**Exercise requirements:** Please give back word for word the lines below, from the first one through the one with "pub struct RulePage".

[Stored data]
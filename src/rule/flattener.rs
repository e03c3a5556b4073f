//! 规则展平器
//! 将规则的 威胁→战术→技术→子技术 嵌套结构展平为技术条目列表
//! 设计：纯函数折叠，不依赖任何全局可变累加器
//!
//! 展平规则：
//! 1. 缺失战术名的威胁分组整体跳过
//! 2. 每个 (技术, 战术) 对产出一条条目，子技术继承父技术的战术/分值/备注
//! 3. 不去重，条目顺序与输入迭代顺序一致

use crate::layer::model::TechniqueEntry;
use crate::rule::model::DetectionRule;
use crate::rule::scorer::PriorityIndex;

/// 展平整个规则集
pub fn flatten_rules(rules: &[DetectionRule], index: &PriorityIndex) -> Vec<TechniqueEntry> {
    rules
        .iter()
        .flat_map(|rule| flatten_rule(rule, index.score_for(&rule.id)))
        .collect()
}

/// 展平单条规则，产出 0..N 条技术条目
pub fn flatten_rule(rule: &DetectionRule, score: u8) -> Vec<TechniqueEntry> {
    let comment = join_references(&rule.references);
    let mut entries = Vec::new();

    for threat in &rule.threat {
        // 战术名缺失则跳过该分组
        let Some(tactic) = threat.tactic.as_ref().filter(|t| !t.name.is_empty()) else {
            continue;
        };
        let slug = tactic_slug(&tactic.name);

        for technique in &threat.technique {
            if technique.id.is_empty() {
                continue;
            }
            entries.push(TechniqueEntry::new(
                technique.id.clone(),
                slug.clone(),
                comment.clone(),
                score,
            ));
            for sub in &technique.subtechnique {
                if sub.id.is_empty() {
                    continue;
                }
                entries.push(TechniqueEntry::new(
                    sub.id.clone(),
                    slug.clone(),
                    comment.clone(),
                    score,
                ));
            }
        }
    }
    entries
}

/// 战术名规范化（小写 + 空格转连字符）
pub fn tactic_slug(name: &str) -> String {
    name.to_lowercase().replace(' ', "-")
}

/// 引用列表拼接为备注（空行分隔，无引用返回空串）
fn join_references(references: &[String]) -> String {
    references.join("\n\n")
}
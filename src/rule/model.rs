//! 规则数据模型定义
//! 仅存储接口返回的规则数据，无任何业务逻辑，支持序列化/反序列化
//! 所有嵌套可选字段均带默认值，缺失字段跳过而非报错

use serde::{Deserialize, Serialize};

/// 规则列表接口单页响应（{total, perPage, data} 结构）
#[derive(Debug, Clone, Deserialize)]
pub struct RulePage {
    #[serde(default)]
    pub total: u64,
    #[serde(rename = "perPage", default)]
    pub per_page: u64,
    #[serde(default)]
    pub data: Vec<DetectionRule>,
}

/// 检测规则（只保留热力图生成所需字段，其余字段忽略）
#[derive(Debug, Clone, Serialize, Deserialize)]
pub struct DetectionRule {
    #[serde(default)]
    pub id: String,
    #[serde(default)]
    pub tags: Vec<String>,
    #[serde(default)]
    pub threat: Vec<Threat>,
    #[serde(default)]
    pub references: Vec<String>,
}

/// 威胁分组（战术 + 其下技术列表）
#[derive(Debug, Clone, Serialize, Deserialize)]
pub struct Threat {
    #[serde(default)]
    pub tactic: Option<Tactic>,
    #[serde(default)]
    pub technique: Vec<Technique>,
}

/// 战术
#[derive(Debug, Clone, Serialize, Deserialize)]
pub struct Tactic {
    #[serde(default)]
    pub id: String,
    #[serde(default)]
    pub name: String,
}

/// 技术（可携带子技术）
#[derive(Debug, Clone, Serialize, Deserialize)]
pub struct Technique {
    #[serde(default)]
    pub id: String,
    #[serde(default)]
    pub name: String,
    #[serde(default)]
    pub subtechnique: Vec<SubTechnique>,
}

/// 子技术
#[derive(Debug, Clone, Serialize, Deserialize)]
pub struct SubTechnique {
    #[serde(default)]
    pub id: String,
    #[serde(default)]
    pub name: String,
}
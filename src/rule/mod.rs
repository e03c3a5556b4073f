//! 规则模块
//! 统一导出规则数据模型、优先级评分与展平组件

pub mod flattener;
pub mod model;
pub mod scorer;

pub use flattener::{flatten_rule, flatten_rules, tactic_slug};
pub use model::{DetectionRule, RulePage, SubTechnique, Tactic, Technique, Threat};
pub use scorer::{normalize_score, PriorityIndex, PriorityScorer};
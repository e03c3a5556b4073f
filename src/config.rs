//! 全局配置管理,存储所有可配置项

use std::path::PathBuf;
use std::time::Duration;

use once_cell::sync::Lazy;
use url::Url;

use crate::error::{HeatmapError, HmResult};

/// 默认渐变色（高分红 → 低分绿，对应 0-100 分值区间）
static DEFAULT_GRADIENT: Lazy<Vec<String>> = Lazy::new(|| {
    ["#ff6666", "#ffb366", "#ffe766", "#b3d465", "#8ec843"]
        .iter()
        .map(|c| c.to_string())
        .collect()
});

/// 默认平台过滤列表
static DEFAULT_PLATFORMS: Lazy<Vec<String>> = Lazy::new(|| {
    ["Windows", "macOS", "Office 365"]
        .iter()
        .map(|p| p.to_string())
        .collect()
});

/// 产物输出模式
/// 设计说明：原始流程中非调试模式写入临时目录后静默丢弃，
/// 此处将其显式化为配置项，丢弃前保留一段校验停留时间
#[derive(Debug, Clone)]
pub enum OutputMode {
    /// 持久化到输出目录
    Persist,
    /// 写入临时目录校验后丢弃
    Discard { hold: Duration },
}

/// 全局配置
#[derive(Debug, Clone)]
pub struct HeatmapConfig {
    // SIEM接口地址（协议+主机+端口）
    pub base_route: String,
    // 规则列表接口路径
    pub rule_route: String,
    // 规则过滤查询片段（?filter=...）
    pub rule_filter: String,
    // 分页大小查询片段（&per_page=N）
    pub per_page: String,
    // ApiKey凭据
    pub api_key: String,
    // 优先级标签前缀（前缀后接单个数字，如 "priority: p"）
    pub tag_prefix: String,
    // 瞬时错误最大重试次数（不含首次请求）
    pub retry_total: usize,
    // 指数退避基数（单位：秒）
    pub backoff_base: f64,
    // 退避上限（单位：秒）
    pub backoff_cap: f64,
    // HTTP超时（单位：秒）
    pub http_timeout: u64,
    // 热力图名称
    pub heatmap_name: String,
    // 战术行背景色
    pub tactic_row_background: String,
    // 图层格式版本
    pub layer_version: String,
    // Navigator版本
    pub navigator_version: String,
    // 渐变色列表（降序映射 100 → 0）
    pub gradient: Vec<String>,
    // 平台过滤列表
    pub platforms: Vec<String>,
    // 持久化输出目录
    pub output_dir: PathBuf,
    // 输出模式
    pub output_mode: OutputMode,
}

impl Default for HeatmapConfig {
    fn default() -> Self {
        Self {
            base_route: "https://localhost:5601".to_string(),
            rule_route: "/api/detection_engine/rules/_find".to_string(),
            rule_filter: "?filter=alert.attributes.enabled:true".to_string(),
            per_page: "&per_page=100".to_string(),
            api_key: String::new(),
            tag_prefix: "priority: p".to_string(),
            retry_total: 3,
            backoff_base: 15.0,
            backoff_cap: 60.0,
            http_timeout: 30,
            heatmap_name: "Detection Coverage Heatmap".to_string(),
            tactic_row_background: "#dddddd".to_string(),
            layer_version: "4.5".to_string(),
            navigator_version: "4.9.1".to_string(),
            gradient: DEFAULT_GRADIENT.clone(),
            platforms: DEFAULT_PLATFORMS.clone(),
            output_dir: PathBuf::from("."),
            output_mode: OutputMode::Discard {
                hold: Duration::from_secs(1),
            },
        }
    }
}

impl HeatmapConfig {
    /// 校验配置合法性
    /// 规则：
    /// 1. base_route 必须是合法URL
    /// 2. 标签前缀非空（否则任何标签都会命中）
    /// 3. 渐变色列表非空（图例与渐变依赖同一列表）
    pub fn validate(&self) -> HmResult<()> {
        Url::parse(&self.base_route)?;
        if self.tag_prefix.trim().is_empty() {
            return Err(HeatmapError::ConfigError(
                "tag prefix must not be empty".to_string(),
            ));
        }
        if self.gradient.is_empty() {
            return Err(HeatmapError::ConfigError(
                "gradient color list must not be empty".to_string(),
            ));
        }
        Ok(())
    }

    /// 解析渐变色环境值（JSON字符串数组，如 ["#ff6666","#8ec843"]）
    pub fn parse_gradient(raw: &str) -> HmResult<Vec<String>> {
        let colors: Vec<String> = serde_json::from_str(raw).map_err(|e| {
            HeatmapError::ConfigError(format!("failed to parse gradient color list: {}", e))
        })?;
        Ok(colors)
    }
}

/// 配置管理器（单例）
pub struct ConfigManager;

impl ConfigManager {
    /// 获取默认配置
    pub fn get_default() -> HeatmapConfig {
        HeatmapConfig::default()
    }

    /// 自定义配置
    pub fn custom() -> CustomConfigBuilder {
        CustomConfigBuilder::new()
    }
}

/// 配置构建器（便于自定义配置）
#[derive(Debug, Clone, Default)]
pub struct CustomConfigBuilder {
    config: HeatmapConfig,
}

impl CustomConfigBuilder {
    pub fn new() -> Self {
        Self {
            config: HeatmapConfig::default(),
        }
    }

    pub fn base_route(mut self, route: String) -> Self {
        self.config.base_route = route;
        self
    }

    pub fn rule_route(mut self, route: String) -> Self {
        self.config.rule_route = route;
        self
    }

    pub fn rule_filter(mut self, filter: String) -> Self {
        self.config.rule_filter = filter;
        self
    }

    pub fn per_page(mut self, per_page: String) -> Self {
        self.config.per_page = per_page;
        self
    }

    pub fn api_key(mut self, key: String) -> Self {
        self.config.api_key = key;
        self
    }

    pub fn tag_prefix(mut self, prefix: String) -> Self {
        self.config.tag_prefix = prefix;
        self
    }

    pub fn retry_total(mut self, total: usize) -> Self {
        self.config.retry_total = total;
        self
    }

    pub fn backoff(mut self, base: f64, cap: f64) -> Self {
        self.config.backoff_base = base;
        self.config.backoff_cap = cap;
        self
    }

    pub fn http_timeout(mut self, timeout: u64) -> Self {
        self.config.http_timeout = timeout;
        self
    }

    pub fn heatmap_name(mut self, name: String) -> Self {
        self.config.heatmap_name = name;
        self
    }

    pub fn tactic_row_background(mut self, color: String) -> Self {
        self.config.tactic_row_background = color;
        self
    }

    pub fn versions(mut self, layer: String, navigator: String) -> Self {
        self.config.layer_version = layer;
        self.config.navigator_version = navigator;
        self
    }

    pub fn gradient(mut self, colors: Vec<String>) -> Self {
        self.config.gradient = colors;
        self
    }

    pub fn platforms(mut self, platforms: Vec<String>) -> Self {
        self.config.platforms = platforms;
        self
    }

    pub fn output_dir(mut self, dir: PathBuf) -> Self {
        self.config.output_dir = dir;
        self
    }

    pub fn output_mode(mut self, mode: OutputMode) -> Self {
        self.config.output_mode = mode;
        self
    }

    pub fn build(self) -> HeatmapConfig {
        self.config
    }
}

#[cfg(test)]
mod tests {
    use super::*;

    #[test]
    fn test_parse_gradient_valid_list() {
        // 测试场景：合法JSON数组，应解析为颜色列表
        let colors = HeatmapConfig::parse_gradient(r##"["#ff6666", "#8ec843"]"##).unwrap();
        assert_eq!(colors, vec!["#ff6666".to_string(), "#8ec843".to_string()]);
    }

    #[test]
    fn test_parse_gradient_invalid_json() {
        // 测试场景：非JSON数组，应返回配置错误
        let result = HeatmapConfig::parse_gradient("#ff6666,#8ec843");
        assert!(matches!(result, Err(HeatmapError::ConfigError(_))));
    }

    #[test]
    fn test_validate_rejects_empty_tag_prefix() {
        // 测试场景：空标签前缀会命中所有标签，必须拒绝
        let config = ConfigManager::custom().tag_prefix("  ".to_string()).build();
        assert!(config.validate().is_err());
    }

    #[test]
    fn test_validate_rejects_bad_base_route() {
        // 测试场景：base_route 非URL，应返回URL解析错误
        let config = ConfigManager::custom()
            .base_route("not a url".to_string())
            .build();
        assert!(matches!(config.validate(), Err(HeatmapError::UrlError(_))));
    }

    #[test]
    fn test_default_config_is_valid() {
        assert!(HeatmapConfig::default().validate().is_ok());
    }
}
//! 图层模块
//! 统一导出 Navigator 图层数据模型与构建器

pub mod builder;
pub mod model;

pub use builder::{date_stamp, LayerBuilder, LAYER_DOMAIN};
pub use model::{
    Filters, Gradient, Layout, LegendItem, MetadataItem, NavigatorLayer, TechniqueEntry, Versions,
};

**Answer for this exercise:**
filename src/rule/flattener.rs
repository e03c3a5556b4073f
//! 规则展平器
//! 将规则的 威胁→战术→技术→子技术 嵌套结构展平为技术条目列表
//! 设计：纯函数折叠，不依赖任何全局可变累加器
//!
//! 展平规则：
//! 1. 缺失战术名的威胁分组整体跳过
//! 2. 每个 (技术, 战术) 对产出一条条目，子技术继承父技术的战术/分值/备注
//! 3. 不去重，条目顺序与输入迭代顺序一致

use crate::layer::model::TechniqueEntry;
use crate::rule::model::DetectionRule;
use crate::rule::scorer::PriorityIndex;

/// 展平整个规则集
pub fn flatten_rules(rules: &[DetectionRule], index: &PriorityIndex) -> Vec<TechniqueEntry> {
    rules
        .iter()
        .flat_map(|rule| flatten_rule(rule, index.score_for(&rule.id)))
        .collect()
}

/// 展平单条规则，产出 0..N 条技术条目
pub fn flatten_rule(rule: &DetectionRule, score: u8) -> Vec<TechniqueEntry> {
    let comment = join_references(&rule.references);
    let mut entries = Vec::new();

    for threat in &rule.threat {
        // 战术名缺失则跳过该分组
        let Some(tactic) = threat.tactic.as_ref().filter(|t| !t.name.is_empty()) else {
            continue;
        };
        let slug = tactic_slug(&tactic.name);

        for technique in &threat.technique {
            if technique.id.is_empty() {
                continue;
            }
            entries.push(TechniqueEntry::new(
                technique.id.clone(),
                slug.clone(),
                comment.clone(),
                score,
            ));
            for sub in &technique.subtechnique {
                if sub.id.is_empty() {
                    continue;
                }
                entries.push(TechniqueEntry::new(
                    sub.id.clone(),
                    slug.clone(),
                    comment.clone(),
                    score,
                ));
            }
        }
    }
    entries
}

/// 战术名规范化（小写 + 空格转连字符）
pub fn tactic_slug(name: &str) -> String {
    name.to_lowercase().replace(' ', "-")
}

/// 引用列表拼接为备注（空行分隔，无引用返回空串）
fn join_references(references: &[String]) -> String {
    references.join("\n\n")
}
filename src/rule/model.rs
//! 规则数据模型定义
//! 仅存储接口返回的规则数据，无任何业务逻辑，支持序列化/反序列化
//! 所有嵌套可选字段均带默认值，缺失字段跳过而非报错

use serde::{Deserialize, Serialize};

/// 规则列表接口单页响应（{total, perPage, data} 结构）
#[derive(Debug, Clone, Deserialize)]
pub struct RulePage {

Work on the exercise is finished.